> _Goal of the exercise_: Pull every line with "reply" from the entries below.

[Saved data entries]
•••••
//! Triage step — extracts the open questions from the inbound email.

use async_trait::async_trait;
use tracing::info;

use crate::answerer::{AgentRole, extract_json_object};
use crate::error::WorkflowError;
use crate::workflow::engine::{EventSink, StepInput, WorkflowStep};
use crate::workflow::events::{self, EventData};
use crate::workflow::graph::StepId;
use crate::workflow::types::{Email, QuestionAnswer, ThreadsCollection, TriageResult};

use super::StepDeps;

const TRIAGE_SCHEMA: &str = r#"{"questions": ["..."]}"#;

/// Asks the triage agent, bound to the main thread, which questions must be
/// answered before a reply can go out.
pub struct TriageStep {
    deps: StepDeps,
    threads: Option<ThreadsCollection>,
    email: Option<Email>,
}

impl TriageStep {
    pub fn new(deps: StepDeps, threads: Option<ThreadsCollection>) -> Self {
        Self {
            deps,
            threads,
            email: None,
        }
    }

    async fn execute(&mut self, sink: &mut EventSink) -> Result<(), WorkflowError> {
        let (threads, email) = match (&self.threads, &self.email) {
            (Some(t), Some(e)) => (t, e),
            _ => {
                return Err(WorkflowError::UnexpectedInput {
                    step: "triage".into(),
                    function: "execute".into(),
                    reason: "step was not initialized with threads and email".into(),
                });
            }
        };

        let agent = self.deps.agents.resolve(AgentRole::Triage).await?;
        let raw = self
            .deps
            .answerer
            .invoke_structured(
                &agent.id,
                &threads.main_thread_id,
                &build_triage_prompt(email),
                TRIAGE_SCHEMA,
            )
            .await?;

        // Fatal for the run: surfaced, not retried.
        let result: TriageResult = serde_json::from_str(&extract_json_object(&raw))
            .map_err(|e| WorkflowError::MalformedStructuredOutput {
                step: "triage".into(),
                reason: format!("{e}; raw output: {raw}"),
            })?;

        let questions: Vec<QuestionAnswer> = result
            .questions
            .into_iter()
            .map(|q| QuestionAnswer::new_unanswered(&email.id, q))
            .collect();

        info!(
            email_id = %email.id,
            count = questions.len(),
            "Triage extracted open questions"
        );
        sink.emit(events::QUESTIONS_TRIAGED, EventData::Questions(questions));
        Ok(())
    }
}

#[async_trait]
impl WorkflowStep for TriageStep {
    fn id(&self) -> StepId {
        StepId::Triage
    }

    async fn invoke(
        &mut self,
        function: &str,
        input: StepInput,
        sink: &mut EventSink,
    ) -> Result<(), WorkflowError> {
        match (function, input) {
            ("init", StepInput::Event(EventData::Setup(setup))) => {
                self.threads = Some(setup.threads);
                self.email = Some(setup.email);
                // Binding complete — trigger our own execute via the graph.
                sink.emit(events::TRIAGE_READY, EventData::Empty);
                Ok(())
            }
            ("execute", _) => self.execute(sink).await,
            (other, _) => Err(WorkflowError::UnknownFunction {
                step: "triage".into(),
                function: other.into(),
            }),
        }
    }
}

/// Prompt for the triage pass. The email itself is already on the main
/// thread; repeating the body keeps the agent self-contained.
fn build_triage_prompt(email: &Email) -> String {
    format!(
        "Review this customer email and list every open question that must be \
         answered before support can reply.\n\n{}",
        email.as_thread_message()
    )
}
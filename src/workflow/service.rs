//! Workflow service — the façade over runs.
//!
//! `start_workflow` drives a fresh run to its first suspension or terminal
//! point; `continue_workflow` resumes a suspended run with operator answers.
//! Each call is one atomic drive: the snapshot is persisted only after the
//! drive returns, so a failed or cancelled drive leaves the last checkpoint
//! untouched, and a per-email mutex serializes overlapping drives of the
//! same run.

use std::collections::HashMap;
use std::sync::Arc;

use tokio::sync::{Mutex, RwLock};
use tracing::{info, warn};

use crate::error::Error;
use crate::stores::ProcessStore;

use super::engine::{DriveOutcome, RunState, WorkflowEngine, WorkflowSnapshot};
use super::events::{self, EventData};
use super::graph::support_graph;
use super::steps::{OrchestratorState, StepDeps, standard_steps};
use super::types::{Email, QuestionAnswer};

pub struct WorkflowService {
    deps: StepDeps,
    processes: Arc<dyn ProcessStore>,
    /// Per-email drive locks. Keys are independent runs; only drives of the
    /// same email id contend.
    locks: Mutex<HashMap<String, Arc<Mutex<()>>>>,
}

impl WorkflowService {
    pub fn new(deps: StepDeps, processes: Arc<dyn ProcessStore>) -> Self {
        Self {
            deps,
            processes,
            locks: Mutex::new(HashMap::new()),
        }
    }

    /// Start a run for a new email and drive it to suspension or completion.
    pub async fn start_workflow(&self, email: Email) -> Result<DriveOutcome, Error> {
        let lock = self.lock_for(&email.id).await;
        let _guard = lock.lock().await;

        info!(email_id = %email.id, from = %email.from, "Starting workflow");

        let state = Arc::new(RwLock::new(OrchestratorState::default()));
        let steps = standard_steps(&self.deps, Arc::clone(&state), None);
        let mut engine =
            WorkflowEngine::new(support_graph(), steps, Arc::clone(&self.deps.observer));

        let outcome = engine
            .drive(events::START_PROCESS, EventData::Email(email.clone()))
            .await?;

        self.checkpoint(&email.id, &state, outcome.status).await?;
        self.report(&email.id, &outcome);
        Ok(outcome)
    }

    /// Resume a suspended run with the operator's answers.
    ///
    /// An unknown or already-completed email id is logged and reported as
    /// `None` — nothing to resume, never an error.
    pub async fn continue_workflow(
        &self,
        email_id: &str,
        answers: Vec<QuestionAnswer>,
    ) -> Result<Option<DriveOutcome>, Error> {
        let lock = self.lock_for(email_id).await;
        let _guard = lock.lock().await;

        let Some(snapshot) = self.processes.get(email_id).await? else {
            warn!(email_id, "No process state found; nothing to resume");
            return Ok(None);
        };
        if snapshot.status == RunState::Completed {
            warn!(email_id, "Run already completed; ignoring answers");
            return Ok(None);
        }

        info!(
            email_id,
            answers = answers.len(),
            "Resuming workflow with operator answers"
        );

        let state = Arc::new(RwLock::new(OrchestratorState {
            email: Some(snapshot.email.clone()),
            threads: Some(snapshot.threads.clone()),
            question_answers: snapshot.question_answers.clone(),
        }));
        let steps = standard_steps(&self.deps, Arc::clone(&state), Some(&snapshot.threads));
        let mut engine =
            WorkflowEngine::new(support_graph(), steps, Arc::clone(&self.deps.observer));

        let outcome = engine
            .drive(events::RECEIVE_USER_MESSAGE, EventData::Questions(answers))
            .await?;

        self.checkpoint(email_id, &state, outcome.status).await?;
        self.report(email_id, &outcome);
        Ok(Some(outcome))
    }

    /// Current lifecycle state of a run.
    pub async fn status(&self, email_id: &str) -> Result<RunState, Error> {
        Ok(self
            .processes
            .get(email_id)
            .await?
            .map(|s| s.status)
            .unwrap_or(RunState::NotStarted))
    }

    /// Persist the run's snapshot. Called only after a successful drive —
    /// all-or-nothing checkpointing.
    async fn checkpoint(
        &self,
        email_id: &str,
        state: &Arc<RwLock<OrchestratorState>>,
        status: RunState,
    ) -> Result<(), Error> {
        let state = state.read().await;
        let (Some(email), Some(threads)) = (state.email.clone(), state.threads.clone()) else {
            // A drive that never initialized has nothing worth resuming.
            warn!(email_id, "Drive finished without bound run state; skipping checkpoint");
            return Ok(());
        };

        let snapshot = WorkflowSnapshot {
            email,
            threads,
            question_answers: state.question_answers.clone(),
            status,
        };
        self.processes.save(email_id, snapshot).await?;
        Ok(())
    }

    fn report(&self, email_id: &str, outcome: &DriveOutcome) {
        match outcome.status {
            RunState::Completed => self.deps.observer.on_run_completed(email_id),
            RunState::Suspended => self.deps.observer.on_run_suspended(email_id),
            _ => {}
        }
    }

    async fn lock_for(&self, email_id: &str) -> Arc<Mutex<()>> {
        let mut locks = self.locks.lock().await;
        Arc::clone(
            locks
                .entry(email_id.to_string())
                .or_insert_with(|| Arc::new(Mutex::new(()))),
        )
    }
}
•••••
> _Problem solution_:
/// answered before a reply can go out.
         answered before support can reply.\n\n{}",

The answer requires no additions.